Die NRW-Landtagsanhörung am vergangenen Montag zum
Thema des Piratenantrags die "Haltung von Delfonen zu beenden" zieht
weiterer Kreise. Das Wal- und Delfinschutz-Forum (WDSF) kündigte
jetzt juristische Schritte gegen die Delfinhaltung an.
Im Mai will das Bundeslandwirtschaftsministerium (BMEL) die neue
Richtlinien für die Delfinhaltung vorstellen. Das WDSF sieht den
Entwurf als juristisch angreifbar, weil als wesentliche Grundlage der
Delfinhaltung die Zuchtbücher von den betreffenden Zoos in Duisburg
und Nürnberg nicht offen gelegt wurden.
In der Anhörung begründete der Duisburger Zoo-Chef Achim Winkler
die Verweigerung damit, dass dann "eine Hexenjagd der
Tierrechtsorganisationen" befürchtet werde. Zur Kritik der
lautstarken Beschallung der Delfine während der Vorführungen durch
die Zuschauer äußerte Winkler: "Die Geräuschkulisse im Delfinarium
ist vergleichbar wie im Fussballstadion, wenn ein Tor gefallen ist.
Klatsch, klatsch und Hurra sind nicht schlimm, weil der Lärmpegel
nicht dauerhaft ist. In Florida sorgen in den Meeresbuchten die
Jet-Skis für Lärm und die Delfine bleiben trotzdem, auch wegen der
Haie im Meer."
WDSF-Geschäftsführer Jürgen Ortmüller dazu: "Diese Argumentation
ist an den Haaren herbeigezogen. Es ist wissenschaftlich erwiesen,
dass Delfine unter Lärm leiden und immer wieder durch Anstrandungen
zu Tode kommen."
Zur Medikamentengabe räumte Winkler ein, dass die Delfine
prophylaktisch behandelt würden, aber Psychopharmaka bei
tierärztlichem Bedarf nur selten zum Einsatz kämen.

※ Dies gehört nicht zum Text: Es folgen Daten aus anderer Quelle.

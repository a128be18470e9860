//! Pages: templates instantiated with a concrete destination.

use super::template::Template;
use crate::expr::ValueMap;
use std::path::PathBuf;
use std::sync::Arc;

/// A template instantiated with a destination and optional body
/// sub-template.
///
/// A page borrows its templates from the enclosing group's table; the
/// association is established once at config-load time and never
/// mutated. Templates never reference pages back, so no ownership cycle
/// can form.
#[derive(Debug)]
pub struct Page {
    /// Absolute destination file, resolved once at load time.
    pub destination: PathBuf,
    /// Output-relative path, e.g. `about/index.html`.
    pub path: String,
    pub name: String,
    /// Free-form properties from the config element's attributes and
    /// children, exposed through the page's keyed lookup.
    pub properties: ValueMap,
    pub template: Arc<Template>,
    pub body: Option<Arc<Template>>,
}
//! Build orchestration: output tree preparation, config loading and the
//! sequential page compilation loop.

use crate::config;
use crate::expr::{RuntimeContext, Value, builtins};
use crate::log;
use crate::site::{Entity, Site};
use anyhow::{Context, Result};
use std::fs;
use std::path::Path;
use std::sync::Arc;

/// Clear and recreate the output tree, load the config, then compile
/// every enumerated page in order.
pub async fn build(root: &Path, output: &Path) -> Result<()> {
    prepare_output(output)?;
    let site = config::load_site(root, output).await?;
    compile_pages(&site).await?;
    log!("build"; "site written to `{}`", output.display());
    Ok(())
}

/// Load and report the config without compiling any page. Styles and
/// assets are still copied into the output tree, since registration and
/// copying are one step.
pub async fn check(root: &Path, output: &Path) -> Result<()> {
    let site = config::load_site(root, output).await?;
    log!(
        "check";
        "{} page(s), {} template(s), {} style(s), {} asset(s), {} constant(s)",
        site.root.enumerate_pages().len(),
        site.root.templates.len(),
        site.styles.len(),
        site.assets.len(),
        site.constants.len()
    );
    Ok(())
}

/// Remove any previous output and lay down the fixed folder skeleton.
fn prepare_output(output: &Path) -> Result<()> {
    if output.exists() {
        fs::remove_dir_all(output)
            .with_context(|| format!("cannot clear output `{}`", output.display()))?;
    }
    fs::create_dir_all(output.join("assets/css"))
        .with_context(|| format!("cannot create output `{}`", output.display()))?;
    Ok(())
}

/// Compile pages one at a time; any compilation error aborts the build.
async fn compile_pages(site: &Arc<Site>) -> Result<()> {
    let ctx = RuntimeContext::new(builtins::site_bindings(site));
    for page in site.root.enumerate_pages() {
        let mut extra = Vec::new();
        if let Some(body) = &page.body {
            extra.push((
                "body".to_string(),
                Value::Entity(Entity::Template(body.clone())),
            ));
        }
        let page_ctx = ctx.with_self(Value::Entity(Entity::Page(page.clone())), extra);

        let compiled = page
            .template
            .compile(&page_ctx)
            .await
            .with_context(|| format!("compiling page `{}`", page.name))?;

        if let Some(parent) = page.destination.parent() {
            fs::create_dir_all(parent)
                .with_context(|| format!("cannot create `{}`", parent.display()))?;
        }
        fs::write(&page.destination, &compiled.bytes)
            .with_context(|| format!("cannot write `{}`", page.destination.display()))?;
        log!("page"; "{}", page.path);
    }
    Ok(())
}

#[cfg(test)]
mod tests {
    use super::*;
    use crate::config::{CONFIG_FILE, CONFIG_NAMESPACE};

    #[test]
    fn prepare_output_clears_stale_files() {
        let dir = tempfile::tempdir().unwrap();
        let out = dir.path().join(".site");
        fs::create_dir_all(out.join("old")).unwrap();
        fs::write(out.join("old/stale.html"), "gone").unwrap();

        prepare_output(&out).unwrap();
        assert!(!out.join("old").exists());
        assert!(out.join("assets/css").is_dir());
    }

    #[tokio::test]
    async fn builds_a_miniature_site_end_to_end() {
        let dir = tempfile::tempdir().unwrap();
        let root = dir.path();
        let out = root.join(".site");

        fs::write(root.join("main.css"), "body { margin: 0 }").unwrap();
        fs::write(
            root.join("body.xml"),
            "<article><h2>${title}</h2></article>",
        )
        .unwrap();
        fs::write(
            root.join("base.xml"),
            "<html><head><title>${title}</title></head>\
             <body>${compile(body)}</body></html>",
        )
        .unwrap();
        fs::write(
            root.join(CONFIG_FILE),
            format!(
                "<Site xmlns=\"{CONFIG_NAMESPACE}\" Location=\"https://example.org\">\
                   <Style Key=\"main\">main.css</Style>\
                   <Template Key=\"body\" Format=\"xml\">body.xml</Template>\
                   <Template Key=\"base\" Format=\"xml\">base.xml</Template>\
                   <Page Destination=\"about\" Name=\"about\" Template=\"base\" \
                         Body=\"body\" title=\"About us\"/>\
                 </Site>"
            ),
        )
        .unwrap();

        // Stale output from a previous run must disappear.
        fs::create_dir_all(out.join("gone")).unwrap();
        fs::write(out.join("gone/stale.html"), "old").unwrap();

        build(root, &out).await.unwrap();

        assert!(!out.join("gone").exists());
        assert_eq!(
            fs::read_to_string(out.join("assets/css/main.css")).unwrap(),
            "body { margin: 0 }"
        );
        let html = fs::read_to_string(out.join("about/index.html")).unwrap();
        assert!(html.contains("<title>About us</title>"), "got: {html}");
        assert!(
            html.contains("<body><article><h2>About us</h2></article></body>"),
            "got: {html}"
        );
    }
}
//! Logging utilities with colored module prefixes.
//!
//! Two macros are exported:
//! - `log!("module"; "...", args)` for normal progress output
//! - `warn!("module"; "...", args)` for recoverable config problems
//!
//! Warnings go to stderr so that piping stdout still yields a clean
//! build transcript.

use colored::{ColoredString, Colorize};
use std::io::{Write, stderr, stdout};

/// Log a message with a colored module prefix.
///
/// # Usage
/// ```ignore
/// log!("module"; "message with {} formatting", args);
/// ```
#[macro_export]
macro_rules! log {
    ($module:expr; $($arg:tt)*) => {{
        $crate::logger::log($module, &format!($($arg)*))
    }};
}

/// Log a warning with a yellow module prefix.
#[macro_export]
macro_rules! warn {
    ($module:expr; $($arg:tt)*) => {{
        $crate::logger::warn($module, &format!($($arg)*))
    }};
}

#[inline]
pub fn log(module: &str, message: &str) {
    let prefix = colorize_prefix(module);
    let mut stdout = stdout().lock();
    writeln!(stdout, "{prefix} {message}").ok();
    stdout.flush().ok();
}

#[inline]
pub fn warn(module: &str, message: &str) {
    let prefix = format!("[{module}]").yellow().bold();
    let mut stderr = stderr().lock();
    writeln!(stderr, "{prefix} {message}").ok();
    stderr.flush().ok();
}

/// Apply color to a module prefix based on module type.
#[inline]
fn colorize_prefix(module: &str) -> ColoredString {
    let wrapped = format!("[{module}]");
    match module {
        "build" | "page" => wrapped.green().bold(),
        "config" | "check" => wrapped.cyan().bold(),
        "style" | "asset" | "format" => wrapped.blue().bold(),
        "error" => wrapped.red().bold(),
        _ => wrapped.normal().bold(),
    }
}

Der Sachverständige Christoph Maisack von der Deutschen
Juristischen Gesellschaft für Tierschutzrecht sah dies anders und
äußerte: "Nach rechtlichen Empfehlungen des Europarates haben sich
sich die Haltungsbedingungen dem Tier anzupassen und nicht umgekehrt.
Die Gabe von Psychopharmaka stellt daher einen Eingriff in das
Sozialverhalten der Delfine dar. Die Verabreichung ist nur bei
Tiertransporten zulässig und ansonsten nicht."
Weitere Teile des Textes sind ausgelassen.